- **Exercise description**:
Scan the records below and say how many lines include the word "commit", giving no other text.

- **Given records**:
//! Illium Lurk - a small Lisp for provable computation
//!
//! Programs are single expressions over a prime field (the secp256k1 scalar
//! field). Evaluation is bounded: every machine transition counts against
//! `max_steps`, and a run either terminates within the bound or fails with
//! [`EvalError::Exhausted`].
//!
//! ```text
//! source --reader--> Value --Evaluator--> EvalOutput { value, tagged, iterations }
//! ```

pub mod builtins;
pub mod commit;
pub mod error;
pub mod eval;
pub mod num;
pub mod reader;
pub mod tag;
pub mod value;

pub use commit::{commit, CommitmentStore};
pub use error::{EvalError, Result};
pub use eval::{
    eval, program_expr, ControlView, EvalConfig, EvalOutput, Evaluator, StepObserver, StepView,
};
pub use reader::{read, read_or_nil};
pub use tag::{Tag, TaggedValue, TAG_SIZE, VALUE_SIZE};
pub use value::{Env, Value};
fn bindings_of(form: &str, v: &Value) -> Result<Vec<(Rc<str>, Value)>> {
    let items = v
        .list_items()
        .ok_or_else(|| EvalError::Malformed(format!("{} bindings must be a list", form)))?;
    items
        .into_iter()
        .map(|binding| {
            let pair = binding.list_items().filter(|p| p.len() == 2);
            match pair.as_deref() {
                Some([Value::Sym(name), init]) if !is_special_form(name) => {
                    Ok((name.clone(), init.clone()))
                }
                _ => Err(EvalError::Malformed(format!(
                    "{} binding must be (symbol expr), found {}",
                    form, binding
                ))),
            }
        })
        .collect()
}

fn trace_step(step: &StepView<'_>) {
    match step.control {
        ControlView::Eval(expr) => debug!(
            target: "illium_lurk::trace",
            step = step.index,
            depth = step.depth,
            "eval {}",
            expr
        ),
        ControlView::Return(value) => debug!(
            target: "illium_lurk::trace",
            step = step.index,
            depth = step.depth,
            "return {}",
            value
        ),
    }
}

/// The expression evaluated for a program run: `(program 'private 'public)`
///
/// Blank parameter text reads as `nil`.
pub fn program_expr(program: &str, private: &str, public: &str) -> Result<Value> {
    let program = reader::read(program)?;
    let private = reader::read_or_nil(private)?;
    let public = reader::read_or_nil(public)?;
    Ok(Value::list(vec![program, quote(private), quote(public)]))
}

fn quote(v: Value) -> Value {
    Value::list(vec![Value::sym("quote"), v])
}

/// Evaluate a program against its inputs with a fresh evaluator
pub fn eval(
    program: &str,
    private: &str,
    public: &str,
    max_steps: usize,
    debug: bool,
) -> Result<EvalOutput> {
    Evaluator::new(EvalConfig::new(max_steps).with_debug(debug)).eval_program(program, private, public)
}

- **Exercise answer**:
2